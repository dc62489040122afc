use rand::RngCore;
use synthtab_core::{ColumnType, ColumnValue};

use crate::correlate::{PersonName, email_from_name};
use crate::errors::GenerationErrors;
use crate::faker_rs::{FakeRsAdapter, LocaleKey};
use crate::generators::{Generator, GeneratorContext, GeneratorRegistry, mismatched};
use crate::params::{Derivation, ValidatedParameters};

pub fn register(registry: &mut GeneratorRegistry) {
    registry.register_generator(Box::new(NameGenerator));
    registry.register_generator(Box::new(EmailGenerator));
    registry.register_generator(Box::new(AddressGenerator));
}

fn fake_name(locale: LocaleKey, rng: &mut dyn RngCore) -> PersonName {
    PersonName::new(
        FakeRsAdapter::first_name(locale, rng),
        FakeRsAdapter::last_name(locale, rng),
    )
}

struct NameGenerator;

impl Generator for NameGenerator {
    fn column_type(&self) -> ColumnType {
        ColumnType::Name
    }

    fn generate(
        &self,
        params: &ValidatedParameters,
        ctx: &GeneratorContext,
        rng: &mut dyn RngCore,
    ) -> Result<Vec<ColumnValue>, GenerationErrors> {
        let ValidatedParameters::Name(derivation) = params else {
            return Err(mismatched(self.column_type(), params));
        };
        let names = match derivation {
            Derivation::Independent(()) => (0..ctx.samples)
                .map(|_| fake_name(ctx.locale, rng))
                .collect(),
            Derivation::Correlated(names) => names.clone(),
        };
        Ok(names
            .iter()
            .map(|name| ColumnValue::Text(name.full_name()))
            .collect())
    }
}

struct EmailGenerator;

impl Generator for EmailGenerator {
    fn column_type(&self) -> ColumnType {
        ColumnType::Email
    }

    fn generate(
        &self,
        params: &ValidatedParameters,
        ctx: &GeneratorContext,
        rng: &mut dyn RngCore,
    ) -> Result<Vec<ColumnValue>, GenerationErrors> {
        let ValidatedParameters::Email(derivation) = params else {
            return Err(mismatched(self.column_type(), params));
        };
        let values = match derivation {
            Derivation::Independent(()) => (0..ctx.samples)
                .map(|_| {
                    let name = fake_name(ctx.locale, rng);
                    let domain = FakeRsAdapter::email_domain(ctx.locale, rng);
                    email_from_name(&name, &domain)
                })
                .collect::<Vec<_>>(),
            Derivation::Correlated(names) => names
                .iter()
                .map(|name| email_from_name(name, &FakeRsAdapter::email_domain(ctx.locale, rng)))
                .collect(),
        };
        Ok(values.into_iter().map(ColumnValue::Text).collect())
    }
}

struct AddressGenerator;

impl Generator for AddressGenerator {
    fn column_type(&self) -> ColumnType {
        ColumnType::Address
    }

    fn generate(
        &self,
        params: &ValidatedParameters,
        ctx: &GeneratorContext,
        rng: &mut dyn RngCore,
    ) -> Result<Vec<ColumnValue>, GenerationErrors> {
        if !matches!(params, ValidatedParameters::Address) {
            return Err(mismatched(self.column_type(), params));
        }
        Ok((0..ctx.samples)
            .map(|_| {
                let street = FakeRsAdapter::street_address(ctx.locale, rng);
                let city = FakeRsAdapter::city(ctx.locale, rng);
                let post_code = FakeRsAdapter::post_code(ctx.locale, rng);
                ColumnValue::Text(format!("{street}, {city}, {post_code}"))
            })
            .collect())
    }
}
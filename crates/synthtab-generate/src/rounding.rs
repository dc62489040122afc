//! Post-generation formatting of numeric values.
//!
//! Rounding only changes how a value is represented: it runs after every
//! statistical computation and turns the number into its formatted string.

use schemars::JsonSchema;
use serde::{Deserialize, Serialize};
use synthtab_core::ColumnValue;

/// Largest digit count accepted for either rounding kind.
pub const MAX_ROUNDING_DIGITS: u32 = 100;

#[derive(Debug, Clone, Copy, PartialEq, Eq, Serialize, Deserialize, JsonSchema)]
#[serde(rename_all = "lowercase")]
pub enum RoundingKind {
    /// Fixed number of significant digits.
    Significant,
    /// Fixed number of decimal places.
    Decimal,
}

impl RoundingKind {
    pub fn parse(value: &str) -> Option<Self> {
        match value {
            "significant" => Some(Self::Significant),
            "decimal" => Some(Self::Decimal),
            _ => None,
        }
    }

    pub fn as_str(self) -> &'static str {
        match self {
            Self::Significant => "significant",
            Self::Decimal => "decimal",
        }
    }

    /// Smallest digit count accepted for this kind.
    pub fn min_digits(self) -> u32 {
        match self {
            Self::Significant => 1,
            Self::Decimal => 0,
        }
    }
}

/// Validated rounding rule.
#[derive(Debug, Clone, Copy, PartialEq, Eq)]
pub struct RoundingParams {
    pub kind: RoundingKind,
    pub digits: u32,
}

impl RoundingParams {
    pub fn format(&self, value: f64) -> String {
        match self.kind {
            RoundingKind::Significant => to_precision(value, self.digits),
            RoundingKind::Decimal => to_fixed(value, self.digits),
        }
    }
}

/// Apply an optional rounding rule; without one the value stays a number.
pub fn apply(rounding: Option<&RoundingParams>, value: f64) -> ColumnValue {
    match rounding {
        Some(rounding) => ColumnValue::Text(rounding.format(value)),
        None => ColumnValue::Number(value),
    }
}

pub fn apply_all(rounding: Option<&RoundingParams>, values: Vec<f64>) -> Vec<ColumnValue> {
    values
        .into_iter()
        .map(|value| apply(rounding, value))
        .collect()
}

/// Format with `digits` places after the decimal point.
pub fn to_fixed(value: f64, digits: u32) -> String {
    let digits = digits as usize;
    format!("{value:.digits$}")
}

/// Format with `digits` significant digits.
///
/// Switches to exponent notation (`1.23e+25`) when the decimal exponent is
/// below -6 or not smaller than `digits`, otherwise uses fixed notation.
pub fn to_precision(value: f64, digits: u32) -> String {
    if !value.is_finite() {
        return value.to_string();
    }
    let digits = digits.max(1) as usize;
    let mantissa_digits = digits - 1;

    // Scientific formatting rounds first, so the exponent already accounts
    // for carries such as 9.99 -> 1.0e1.
    let scientific = format!("{value:.mantissa_digits$e}");
    let (mantissa, exponent) = match scientific.split_once('e') {
        Some((mantissa, exponent)) => (mantissa, exponent.parse::<i32>().unwrap_or(0)),
        None => (scientific.as_str(), 0),
    };

    if exponent < -6 || exponent >= digits as i32 {
        let sign = if exponent < 0 { '-' } else { '+' };
        return format!("{mantissa}e{sign}{}", exponent.abs());
    }

    let decimals = (mantissa_digits as i32 - exponent).max(0) as usize;
    format!("{value:.decimals$}")
}
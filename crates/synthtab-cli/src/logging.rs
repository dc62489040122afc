use std::fs::OpenOptions;
use std::io::{self, Write};
use std::path::Path;
use std::sync::{Arc, Mutex};

use tracing_subscriber::EnvFilter;
use tracing_subscriber::fmt::time::UtcTime;
use tracing_subscriber::fmt::writer::BoxMakeWriter;
use tracing_subscriber::prelude::*;

use crate::CliError;

/// Human-readable events on stderr, or JSON lines appended to `log_file`.
///
/// `RUST_LOG` overrides the default `info` level either way.
pub fn init_logging(log_file: Option<&Path>) -> Result<(), CliError> {
    let filter = EnvFilter::try_from_default_env().unwrap_or_else(|_| EnvFilter::new("info"));

    match log_file {
        Some(path) => {
            let file = OpenOptions::new().create(true).append(true).open(path)?;
            let file = Arc::new(Mutex::new(file));
            let make_writer = BoxMakeWriter::new(move || SharedWriter {
                file: Arc::clone(&file),
            });

            let layer = tracing_subscriber::fmt::layer()
                .json()
                .with_timer(UtcTime::rfc_3339())
                .with_writer(make_writer);

            tracing_subscriber::registry()
                .with(filter)
                .with(layer)
                .try_init()
                .map_err(|err| CliError::Logging(err.to_string()))
        }
        None => {
            let layer = tracing_subscriber::fmt::layer()
                .with_target(false)
                .with_writer(io::stderr);

            tracing_subscriber::registry()
                .with(filter)
                .with(layer)
                .try_init()
                .map_err(|err| CliError::Logging(err.to_string()))
        }
    }
}

struct SharedWriter {
    file: Arc<Mutex<std::fs::File>>,
}

impl Write for SharedWriter {
    fn write(&mut self, buf: &[u8]) -> io::Result<usize> {
        let mut file = self
            .file
            .lock()
            .map_err(|_| io::Error::other("failed to lock log file"))?;
        file.write(buf)
    }

    fn flush(&mut self) -> io::Result<()> {
        let mut file = self
            .file
            .lock()
            .map_err(|_| io::Error::other("failed to lock log file"))?;
        file.flush()
    }
}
----
● WHAT THE TASK ASKS:
Find the word "JsonSchema" in the entries above. Copy every line that has it.

● RESULT OF THE TASK:
use schemars::JsonSchema;
#[derive(Debug, Clone, Copy, PartialEq, Eq, Serialize, Deserialize, JsonSchema)]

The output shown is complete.